Activity. Repeat the listing that follows without a single change.

Data supplied.

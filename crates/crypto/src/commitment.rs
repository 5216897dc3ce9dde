//! Hash commitments over bid values.
//!
//! A commitment C = SHA-256(borsh(value)) is:
//! - **Hiding**: the salt inside the value makes C independent of the price
//! - **Binding**: a different (price, org, bidder, salt) gives a different C
//!
//! Used to anchor bids on the public ledger before their prices are revealed.

use auction_types::{BidValue, Digest};

use crate::error::CryptoError;

/// Canonical byte encoding of a bid value.
///
/// These are the bytes a bidder stores in private storage, so the ledger's
/// private data hash of a stored bid equals [`commit`] of the same value.
pub fn encode_bid_value(value: &BidValue) -> Result<Vec<u8>, CryptoError> {
    borsh::to_vec(value).map_err(|e| CryptoError::SerializationError(e.to_string()))
}

/// Decode a bid value from its canonical encoding.
///
/// Trailing bytes are rejected, so every accepted byte string has exactly one
/// decoding.
pub fn decode_bid_value(bytes: &[u8]) -> Result<BidValue, CryptoError> {
    borsh::from_slice(bytes).map_err(|e| CryptoError::InvalidEncoding(e.to_string()))
}

/// Commitment to already encoded bid bytes.
pub fn commit_bytes(encoded: &[u8]) -> Digest {
    Digest::of(encoded)
}

/// Create a commitment to a bid value.
///
/// # Arguments
/// * `value` - The cleartext bid, including its salt
///
/// # Returns
/// The digest to be anchored on the ledger
pub fn commit(value: &BidValue) -> Result<Digest, CryptoError> {
    Ok(commit_bytes(&encode_bid_value(value)?))
}

/// Verify that `value` opens `commitment`.
///
/// Exact comparison only; a value that cannot be encoded never verifies.
pub fn verify(value: &BidValue, commitment: &Digest) -> bool {
    match commit(value) {
        Ok(computed) => &computed == commitment,
        Err(_) => false,
    }
}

Task output.
filename crates/crypto/src/commitment.rs
repository 5216897dc3ce9dde
//! Hash commitments over bid values.
//!
//! A commitment C = SHA-256(borsh(value)) is:
//! - **Hiding**: the salt inside the value makes C independent of the price
//! - **Binding**: a different (price, org, bidder, salt) gives a different C
//!
//! Used to anchor bids on the public ledger before their prices are revealed.

use auction_types::{BidValue, Digest};

use crate::error::CryptoError;

/// Canonical byte encoding of a bid value.
///
/// These are the bytes a bidder stores in private storage, so the ledger's
/// private data hash of a stored bid equals [`commit`] of the same value.
pub fn encode_bid_value(value: &BidValue) -> Result<Vec<u8>, CryptoError> {
    borsh::to_vec(value).map_err(|e| CryptoError::SerializationError(e.to_string()))
}

/// Decode a bid value from its canonical encoding.
///
/// Trailing bytes are rejected, so every accepted byte string has exactly one
/// decoding.
pub fn decode_bid_value(bytes: &[u8]) -> Result<BidValue, CryptoError> {
    borsh::from_slice(bytes).map_err(|e| CryptoError::InvalidEncoding(e.to_string()))
}

/// Commitment to already encoded bid bytes.
pub fn commit_bytes(encoded: &[u8]) -> Digest {
    Digest::of(encoded)
}

/// Create a commitment to a bid value.
///
/// # Arguments
/// * `value` - The cleartext bid, including its salt
///
/// # Returns
/// The digest to be anchored on the ledger
pub fn commit(value: &BidValue) -> Result<Digest, CryptoError> {
    Ok(commit_bytes(&encode_bid_value(value)?))
}

/// Verify that `value` opens `commitment`.
///
/// Exact comparison only; a value that cannot be encoded never verifies.
pub fn verify(value: &BidValue, commitment: &Digest) -> bool {
    match commit(value) {
        Ok(computed) => &computed == commitment,
        Err(_) => false,
    }
}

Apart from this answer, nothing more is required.